On one hand, they call me one of the smartest people they know, and on the other, they offer solutions as though I am incapable of thinking. So I chose silence. I stopped speaking. Instead, I cultivated the image of a responsible man, someone who listens, who cares, and who does what is expected of him, which is to carry the burden and keep moving forward.

Of course, it hurts. There are days when everything hurts. That’s how I learned that mental pain can manifest as physical pain. There are studies about it now, but I learned it the hard way. At times, I wish I could be rude, even harsh, but I can’t, because that would hurt others, and I don’t want anyone to suffer because of me. Still, there are moments when I want to push back.

I often wonder where I went wrong, what I could have done differently, why I don’t have even one person with whom I can be completely open. Ideally, I shouldn’t be confessing on a blank page of a blog that no one reads.
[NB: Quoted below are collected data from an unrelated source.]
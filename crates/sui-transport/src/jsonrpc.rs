//! JSON-RPC client for a Sui fullnode.
//!
//! ## Endpoints
//! - Mainnet: `https://fullnode.mainnet.sui.io:443`
//! - Testnet: `https://fullnode.testnet.sui.io:443`
//!
//! HTTP calls are blocking (`ureq`); the [`ChainClient`] impl moves them onto
//! the blocking pool so callers can await them.

use std::time::Duration;

use anyhow::{anyhow, Context, Result};
use async_trait::async_trait;
use serde_json::{json, Value};
use tracing::{debug, warn};

use sui_subscriptions_types::ResultOptions;

use crate::client::{Balance, ChainClient, ObjectFilter};
use crate::network::Network;

/// Items per `suix_getOwnedObjects` page (server maximum).
const OWNED_OBJECTS_PAGE_SIZE: usize = 50;
/// Upper bound on pages followed for one listing.
const MAX_OWNED_OBJECT_PAGES: usize = 20;

/// JSON-RPC client for Sui fullnode queries.
#[derive(Clone)]
pub struct JsonRpcClient {
    endpoint: String,
    agent: ureq::Agent,
}

/// Error object from a JSON-RPC response.
#[derive(Debug, Clone)]
pub struct RpcError {
    pub code: i64,
    pub message: String,
}

impl std::fmt::Display for RpcError {
    fn fmt(&self, f: &mut std::fmt::Formatter<'_>) -> std::fmt::Result {
        write!(f, "RPC error {}: {}", self.code, self.message)
    }
}

impl std::error::Error for RpcError {}

impl RpcError {
    fn is_not_found(&self) -> bool {
        let lower = self.message.to_lowercase();
        lower.contains("could not find") || lower.contains("not found")
    }
}

impl JsonRpcClient {
    /// Default request timeout in seconds (can be overridden by env).
    const DEFAULT_TIMEOUT_SECS: u64 = 30;
    /// Default connect timeout in seconds (can be overridden by env).
    const DEFAULT_CONNECT_TIMEOUT_SECS: u64 = 10;

    fn default_timeouts() -> (Duration, Duration) {
        let timeout_secs = sui_subscriptions_types::env_var_or(
            "SUI_RPC_TIMEOUT_SECS",
            Self::DEFAULT_TIMEOUT_SECS,
        );
        let connect_secs = sui_subscriptions_types::env_var_or(
            "SUI_RPC_CONNECT_TIMEOUT_SECS",
            Self::DEFAULT_CONNECT_TIMEOUT_SECS,
        );
        (
            Duration::from_secs(timeout_secs),
            Duration::from_secs(connect_secs),
        )
    }

    fn build_agent(timeout: Duration, connect_timeout: Duration) -> ureq::Agent {
        ureq::AgentBuilder::new()
            .timeout(timeout)
            .timeout_connect(connect_timeout)
            .build()
    }

    pub fn mainnet() -> Self {
        Self::new(Network::Mainnet.default_rpc_url())
    }

    pub fn testnet() -> Self {
        Self::new(Network::Testnet.default_rpc_url())
    }

    /// Create a client with a custom endpoint.
    pub fn new(endpoint: &str) -> Self {
        let (timeout, connect_timeout) = Self::default_timeouts();
        Self::with_timeouts(endpoint, timeout, connect_timeout)
    }

    pub fn with_timeouts(endpoint: &str, timeout: Duration, connect_timeout: Duration) -> Self {
        Self {
            endpoint: endpoint.to_string(),
            agent: Self::build_agent(timeout, connect_timeout),
        }
    }

    pub fn endpoint(&self) -> &str {
        &self.endpoint
    }

    /// Execute one JSON-RPC call and return its `result`.
    ///
    /// RPC-level errors come back as [`RpcError`] inside the `anyhow` error so
    /// callers can downcast.
    pub fn call(&self, method: &str, params: Value) -> Result<Value> {
        let body = json!({
            "jsonrpc": "2.0",
            "id": 1,
            "method": method,
            "params": params,
        });

        debug!(method = method, endpoint = %self.endpoint, "json-rpc call");

        let response: Value = self
            .agent
            .post(&self.endpoint)
            .set("Content-Type", "application/json")
            .send_json(&body)
            .map_err(|e| anyhow!("JSON-RPC request {} failed: {}", method, e))?
            .into_json()
            .with_context(|| format!("Failed to parse JSON-RPC response for {}", method))?;

        if let Some(err) = response.get("error") {
            return Err(RpcError {
                code: err.get("code").and_then(Value::as_i64).unwrap_or(0),
                message: err
                    .get("message")
                    .and_then(Value::as_str)
                    .unwrap_or("unknown error")
                    .to_string(),
            }
            .into());
        }

        response
            .get("result")
            .cloned()
            .ok_or_else(|| anyhow!("No result in JSON-RPC response for {}", method))
    }

    pub fn fetch_object(&self, object_id: &str, options: ResultOptions) -> Result<Option<Value>> {
        let result = self.call("sui_getObject", json!([object_id, options]))?;
        Ok(unwrap_object_response(&result))
    }

    pub fn fetch_owned_objects(
        &self,
        owner: &str,
        filter: Option<&ObjectFilter>,
        options: ResultOptions,
    ) -> Result<Vec<Value>> {
        let query = json!({ "filter": filter, "options": options });
        let listing = collect_pages(MAX_OWNED_OBJECT_PAGES, |cursor| {
            self.call(
                "suix_getOwnedObjects",
                json!([owner, query, cursor, OWNED_OBJECTS_PAGE_SIZE]),
            )
        })?;
        if listing.truncated {
            warn!(
                owner = owner,
                count = listing.objects.len(),
                max_pages = MAX_OWNED_OBJECT_PAGES,
                "owned object listing truncated at page limit"
            );
        } else {
            debug!(owner = owner, count = listing.objects.len(), "fetched owned objects");
        }
        Ok(listing.objects)
    }

    pub fn fetch_transaction_block(
        &self,
        digest: &str,
        options: ResultOptions,
    ) -> Result<Option<Value>> {
        match self.call("sui_getTransactionBlock", json!([digest, options])) {
            Ok(tx) => Ok(Some(tx)),
            Err(e) => match e.downcast_ref::<RpcError>() {
                Some(rpc) if rpc.is_not_found() => Ok(None),
                _ => Err(e),
            },
        }
    }

    pub fn fetch_balance(&self, owner: &str) -> Result<Balance> {
        let result = self.call("suix_getBalance", json!([owner]))?;
        Balance::from_value(&result)
            .ok_or_else(|| anyhow!("Malformed balance response for {}", owner))
    }
}

/// Unwrap `{data: {...}}` / `{error: {...}}` object responses.
/// Objects gathered from a paged listing.
#[derive(Debug, Default)]
struct PagedListing {
    objects: Vec<Value>,
    /// More pages remained when the page limit was reached.
    truncated: bool,
}

/// Follow `nextCursor` until the last page or `max_pages`.
fn collect_pages<F>(max_pages: usize, mut fetch_page: F) -> Result<PagedListing>
where
    F: FnMut(Option<&str>) -> Result<Value>,
{
    let mut listing = PagedListing::default();
    let mut cursor: Option<String> = None;

    for _ in 0..max_pages {
        let page = fetch_page(cursor.as_deref())?;
        if let Some(data) = page.get("data").and_then(Value::as_array) {
            listing.objects.extend(data.iter().filter_map(unwrap_object_response));
        }
        let has_next = page
            .get("hasNextPage")
            .and_then(Value::as_bool)
            .unwrap_or(false);
        cursor = page
            .get("nextCursor")
            .and_then(Value::as_str)
            .map(String::from);
        if !has_next || cursor.is_none() {
            return Ok(listing);
        }
    }
    listing.truncated = true;
    Ok(listing)
}

fn unwrap_object_response(response: &Value) -> Option<Value> {
    response
        .get("data")
        .filter(|d| !d.is_null())
        .cloned()
}

async fn blocking<T, F>(f: F) -> Result<T>
where
    T: Send + 'static,
    F: FnOnce() -> Result<T> + Send + 'static,
{
    tokio::task::spawn_blocking(f)
        .await
        .map_err(|e| anyhow!("blocking RPC task failed: {}", e))?
}

#[async_trait]
impl ChainClient for JsonRpcClient {
    async fn get_object(&self, object_id: &str, options: ResultOptions) -> Result<Option<Value>> {
        let client = self.clone();
        let id = object_id.to_string();
        blocking(move || client.fetch_object(&id, options)).await
    }

    async fn get_owned_objects(
        &self,
        owner: &str,
        filter: Option<ObjectFilter>,
        options: ResultOptions,
    ) -> Result<Vec<Value>> {
        let client = self.clone();
        let owner = owner.to_string();
        blocking(move || client.fetch_owned_objects(&owner, filter.as_ref(), options)).await
    }

    async fn get_transaction_block(
        &self,
        digest: &str,
        options: ResultOptions,
    ) -> Result<Option<Value>> {
        let client = self.clone();
        let digest = digest.to_string();
        blocking(move || client.fetch_transaction_block(&digest, options)).await
    }

    async fn get_balance(&self, owner: &str) -> Result<Balance> {
        let client = self.clone();
        let owner = owner.to_string();
        blocking(move || client.fetch_balance(&owner)).await
    }
}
It is therapeutic, but the need for therapy shouldn’t have existed in the first place. Perhaps I was too careless in nurturing relationships when they came my way.
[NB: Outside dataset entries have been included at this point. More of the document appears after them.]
impl SubscriptionService {
    pub fn new(
        client: Arc<dyn ChainClient>,
        executor: TransactionExecutor,
        history: TransactionHistory,
        package_id: &str,
    ) -> Self {
        Self {
            client,
            executor,
            history,
            package_id: package_id.to_string(),
            schedule: ConfirmationSchedule::default(),
            in_flight: Mutex::new(HashSet::new()),
        }
    }

    pub fn with_schedule(mut self, schedule: ConfirmationSchedule) -> Self {
        self.schedule = schedule;
        self
    }

    pub fn package_id(&self) -> &str {
        &self.package_id
    }

    pub fn client(&self) -> &Arc<dyn ChainClient> {
        &self.client
    }

    pub fn history(&self) -> &TransactionHistory {
        &self.history
    }

    pub fn is_in_flight(&self, key: &str) -> bool {
        self.in_flight.lock().contains(key)
    }

    fn begin(&self, key: String) -> Result<InFlightGuard<'_>, ContractError> {
        let mut set = self.in_flight.lock();
        if !set.insert(key.clone()) {
            return Err(ContractError::ActionInProgress(key));
        }
        Ok(InFlightGuard {
            set: &self.in_flight,
            key,
        })
    }

    pub async fn create_subscription(
        &self,
        wallet: Option<&WalletHandle>,
        merchant: &str,
        amount: u64,
        interval_secs: u64,
    ) -> Result<ActionOutcome, ContractError> {
        let merchant_id = validate_address("merchant", merchant)?;
        let _guard = self.begin(format!("create:{}:{}:{}", merchant_id, amount, interval_secs))?;
        let request = create_subscription_request(&self.package_id, merchant, amount, interval_secs)?;
        let result = self.dispatch(wallet, request, ResultOptions::effects_and_changes()).await?;

        let Some(digest) = result.digest.clone() else {
            // Signed only; nothing to confirm.
            return Ok(ActionOutcome::new(result));
        };
        let created = match extract_subscription_id(&result.raw, &self.package_id) {
            Some(id) => Confirmation::Confirmed { value: id, attempts: 0 },
            None => find_created_subscription(self.client.as_ref(), &digest, &self.package_id, &self.schedule).await,
        };
        let next_payment = estimated_next_payment(interval_secs);
        match created.value() {
            Some(id) => {
                info!(
                    subscription = %id,
                    digest = %digest,
                    next_payment = ?next_payment,
                    "subscription created"
                );
                self.history.record_created(id, Some(&digest));
            }
            None => warn!(digest = %digest, "created subscription not found yet"),
        }
        Ok(ActionOutcome {
            result,
            created: Some(created),
            estimated_next_payment: next_payment,
        })
    }

    pub async fn execute_payment(
        &self,
        wallet: Option<&WalletHandle>,
        subscription_id: &str,
        amount: u64,
    ) -> Result<ActionOutcome, ContractError> {
        let _guard = self.begin(action_key("pay", subscription_id))?;
        let request = execute_payment_request(&self.package_id, subscription_id, amount)?;
        let result = self.dispatch(wallet, request, ResultOptions::effects_and_changes()).await?;
        Ok(ActionOutcome::new(result))
    }

    pub async fn pause_subscription(
        &self,
        wallet: Option<&WalletHandle>,
        subscription_id: &str,
    ) -> Result<ActionOutcome, ContractError> {
        let _guard = self.begin(action_key("pause", subscription_id))?;
        let request = pause_subscription_request(&self.package_id, subscription_id)?;
        let result = self.dispatch(wallet, request, ResultOptions::effects()).await?;
        Ok(ActionOutcome::new(result))
    }

    pub async fn resume_subscription(
        &self,
        wallet: Option<&WalletHandle>,
        subscription_id: &str,
    ) -> Result<ActionOutcome, ContractError> {
        let _guard = self.begin(action_key("resume", subscription_id))?;
        let request = resume_subscription_request(&self.package_id, subscription_id)?;
        let result = self.dispatch(wallet, request, ResultOptions::effects()).await?;
        Ok(ActionOutcome::new(result))
    }

    pub async fn cancel_subscription(
        &self,
        wallet: Option<&WalletHandle>,
        subscription_id: &str,
    ) -> Result<ActionOutcome, ContractError> {
        let _guard = self.begin(action_key("cancel", subscription_id))?;
        let request = cancel_subscription_request(&self.package_id, subscription_id)?;
        let result = self.dispatch(wallet, request, ResultOptions::effects()).await?;
        Ok(ActionOutcome::new(result))
    }

    /// Dispatch and record the digest of a successful submission.
    async fn dispatch(
        &self,
        wallet: Option<&WalletHandle>,
        request: TransactionRequest,
        options: ResultOptions,
    ) -> Result<TransactionResult, ContractError> {
        let result = self.executor.execute(wallet, request, options).await?;
        if result.signed.is_some() {
            return Ok(result);
        }
        match (&result.digest, result.success) {
            (Some(digest), true) => {
                self.history.record_transaction(digest);
                Ok(result)
            }
            (Some(digest), false) => Err(ContractError::ExecutionFailed {
                digest: digest.clone(),
                error: result.error.clone().unwrap_or_default(),
            }),
            (None, _) => Err(ContractError::MissingDigest(result.error.clone())),
        }
    }

    // -------------------------------------------------------------------------
    // Queries
    // -------------------------------------------------------------------------

    /// Subscriptions owned by `owner`.
    pub async fn subscriptions_for(&self, owner: &str) -> Result<Vec<SubscriptionRecord>> {
        let objects = self
            .client
            .get_owned_objects(
                owner,
                Some(ObjectFilter::StructType(subscription_type(&self.package_id))),
                ResultOptions::object_content(),
            )
            .await?;
        Ok(objects.iter().map(read_model::format).collect())
    }

    pub async fn subscription(&self, id: &str) -> Result<Option<SubscriptionRecord>> {
        let object = self.client.get_object(id, ResultOptions::object_content()).await?;
        Ok(object.as_ref().map(read_model::format))
    }

    /// Subscriptions paying `merchant`, gathered from the given subscribers'
    /// objects and the locally recorded created subscriptions.
    pub async fn merchant_subscriptions(
        &self,
        merchant: &str,
        subscribers: &[String],
    ) -> Result<Vec<SubscriptionRecord>> {
        let mut records = Vec::new();
        for subscriber in subscribers {
            records.extend(self.subscriptions_for(subscriber).await?);
        }
        for created in self.history.created_subscriptions() {
            match self.subscription(&created.id).await {
                Ok(Some(record)) => records.push(record),
                Ok(None) => {}
                Err(err) => warn!(id = %created.id, error = %err, "skipping recorded subscription"),
            }
        }
        let mut seen = HashSet::new();
        records.retain(|r| seen.insert(r.id.clone()));
        Ok(merchant_view(&records, merchant))
    }

    pub async fn balance(&self, owner: &str) -> Result<Balance> {
        self.client.get_balance(owner).await
    }
}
When I think about my twenties, I realize I still avoided pity. I became cold, distant, resilient, so people would dislike me rather than pity me. It was a flawed way of thinking, but I didn’t know what else to do. Every choice carries consequences, and I never stayed connected with people, for reasons I still don’t fully understand.

And now here I am, with a bitter cup of black coffee on my desk that isn’t even hot anymore, writing my heart out on a blank page for a few people who read but don’t know me, and understandably don’t care. There is a strange comfort in confessing to strangers, perhaps because they cannot judge you, or if they do, you never have to face it. It’s always those who know you, yet still judge you, who hurt the most.
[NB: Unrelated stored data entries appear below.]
//! Shared types for the sui-subscriptions workspace.
//!
//! This crate holds the value types that cross crate boundaries: wallet-facing
//! transaction requests and results, address helpers, and environment parsing.
//!
//! ## Transaction Types
//!
//! The [`transaction`] module contains the request/response shapes exchanged
//! with wallets:
//! - [`TransactionRequest`](transaction::TransactionRequest) - an unsigned Move call
//! - [`TransactionResult`](transaction::TransactionResult) - the normalized outcome
//! - [`ResultOptions`](transaction::ResultOptions) - which response sections to include

pub mod address;
pub mod env_utils;
pub mod transaction;

pub use address::{normalize_address, normalize_address_checked, short_address};
pub use env_utils::{env_millis_or, env_string_or, env_var, env_var_or};
pub use transaction::{
    CallArg, MoveCallTarget, ObjectChange, ObjectChangeKind, ResultOptions, SignedTransaction,
    TransactionRequest, TransactionResult,
};

use std::time::Duration;

/// Delays between attempts of a post-submission confirmation lookup.
///
/// The first attempt always runs immediately; each entry in `delays` adds one
/// more attempt preceded by that delay.
#[derive(Debug, Clone, PartialEq, Eq)]
pub struct ConfirmationSchedule {
    pub delays: Vec<Duration>,
}

impl ConfirmationSchedule {
    /// Immediate attempt, one retry after `short`, a final retry after `long`.
    pub fn new(short_ms: u64, long_ms: u64) -> Self {
        Self {
            delays: vec![Duration::from_millis(short_ms), Duration::from_millis(long_ms)],
        }
    }

    /// Total number of attempts, including the immediate one.
    pub fn attempts(&self) -> usize {
        self.delays.len() + 1
    }
}

impl Default for ConfirmationSchedule {
    fn default() -> Self {
        Self::new(2000, 5000)
    }
}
I’ve read enough psychology to know the terms, the techniques to cope, even the medications that can help. They all work, but only temporarily. The mind’s need for warmth is too powerful for anything to suppress it for long. Techniques, meditation, rationalization, daily writing, they all help, and yet they fail when the need becomes overwhelming.

So I focus on my duties. I become the man they expect me to be. I take care of my family in every way, financially, emotionally, and otherwise. When you are a good listener, people eventually tell you everything. The ugliness of human nature unfolds before you, and you absorb it, even when you are hurting inside. You nod, you comfort, because you know what it feels like to have no one.

At times, I feel like a dumping ground, a place where people unload their worries, insecurities, and anxieties, receive reassurance, and move on. And I am left wondering, is this what conversation is supposed to be? Isn’t it meant to flow both ways?

So I have, in many ways, given up on the idea. I’ve made peace with the thought that I may carry this grief all my life, the absence of a connection where conversation flows both ways. There are moments where it happens, briefly, but they feel conditional, almost like an afterthought once the other person has finished speaking.

I don’t resist it anymore. I’ve become emotionally stronger, or perhaps just more conditioned. I can rationalize endlessly without breaking down. I know I will survive, I will keep functioning, whatever that may mean. Perhaps, on some nights, I will reach for whiskey instead of coffee, just enough to reset and continue the next day.

It’s just that some days are heavier than others. Some days, words fail you. The mind refuses logic, the heart refuses to listen. Some days, all you want is a hug, to let it out. But men don’t cry, and they shouldn’t, no matter how strong the urge may be. I tell myself that every night before going to sleep.